Я слышал также, что когда Екатерина приказала выкрасить зеленою краскою кровлю, то многие подрядчики предлагали более 20.000 черв, за дозволение собрать оставшееся на ней золото.
Внутренность дворца совер…..(на этом текст обрывается).
Пушкин убит — Яковлев, как ты это допустил — у какого подлеца поднялась на него рука!
Яковлев, Яковлев, как ты мог это допустить? — Наш круг редеет, пора и нам убираться.
Адрес на письме следующий:
Его Высокородию
Михаилу Лукьяновичу
Яковлеву.
Ст. Петербург.
У Полицейского моста на Екатерининском канале — в доме бывшего Библейского общества у Михайловского театра.
1 После Лицея, из товарищей Пушкина самыми близкими ему (с лучшими своими друзьями в стенах Лицея, Пущиным и Малиновским, он судьбою был разлучен очень скоро) были Матюшкин и Яковлев, с которыми его связывала самая сердечная товарищеская дружба. Понятно, какое потрясающее впечатление на них произвела трагическая смерть поэта. Глубокий, безотрадный вопль любящего сердца слышится в строках Матюшкина, укоряющего своего друга в том, что он допустил эту роковую развязку. Любопытно сопоставить с этим слова И. И. Пущина по поводу ужасного известия: ‘если б я был на месте К. Данзаса, то роковая пуля встретила бы мою грудь: я бы нашел средство сохранить поэта-товарища, достояние России…’ (см. ниже письмо А. И. Малиновского к Я. К. Гроту).

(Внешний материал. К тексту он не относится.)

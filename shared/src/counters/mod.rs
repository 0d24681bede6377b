//! Performance counters.
//!
//! This module turns textual counter descriptors into live samplers:
//!
//! - [`spec`] - descriptor parsing into `CounterSpec`
//! - [`source`] - the `CounterSource` abstraction and an in-memory source
//! - [`sampler`] - `CounterSampler` and the ordered `CounterSet`
//! - [`system`] - host processor and memory counters

pub mod sampler;
pub mod source;
pub mod spec;
pub mod system;

pub use sampler::{CounterSampler, CounterSet};
pub use source::{
    CounterError, CounterHandle, CounterSource, CounterUnavailableError, MemoryCounterSource,
};
pub use spec::{CounterSpec, MalformedSpecError};
pub use system::SystemCounterSource;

Матюшкина я имел случай характеризовать выше. Здесь надо сказать несколько слов о Яковлеве. Михаил Лукьянович Яковлев (род. 1798 г., ум. 1868 г.), переведенный в Лицей из Московского Университетского благородного пансиона, впоследствии известный ‘лицейский староста’, собиратель лицейского архива, восторженный хранитель лицейских преданий и устроитель лицейских сходок — ‘годовщин 19 октября’, был в Лицее очень любим и популярен среди своих товарищей, главнейше благодаря своему веселому нраву, неисчерпаемой изобретательности на всякие затеи, забавы и шутки и своей музыкальности: он пел, играл на скрипке, был композитором, актером и замечательным подражателем, за что получил у товарищей прозвище ‘паяса’ (см. ниже стр. 110). Подобно многим товарищам, он писал также стихи и особенно басни, над которыми подшучивал Пушкин (‘Пирующие студенты’: ‘Забавный право ты поэт, хоть плохо басни пишешь…’) О роли Яковлева, как ‘лицейского старосты’ на годовщинах 19 октября, см. нашу статью ‘Празднование лицейских годовщин при Пушкине и после него’. (СПб. 1910 г.).
М. А. Корф, быв очень близок с М. Л., называл его ‘хорошим товарищем, надежным в приязненных своих сношениях’. Служебная карьера М. Л. была довольно удачна. Он начал ее и Московском Сенате, но, по словам Корфа, ему сперва очень не везло, но потом, с переходом во II Отделение Собственной Е. В. Канцелярии (к Сперанскому), все поправилось. Одно время он был директором типографии II отделения и наблюдал за печатанием ‘Истории Пугачевского бунта’ своего друга. См. о нем еще ниже, стр. 110—113.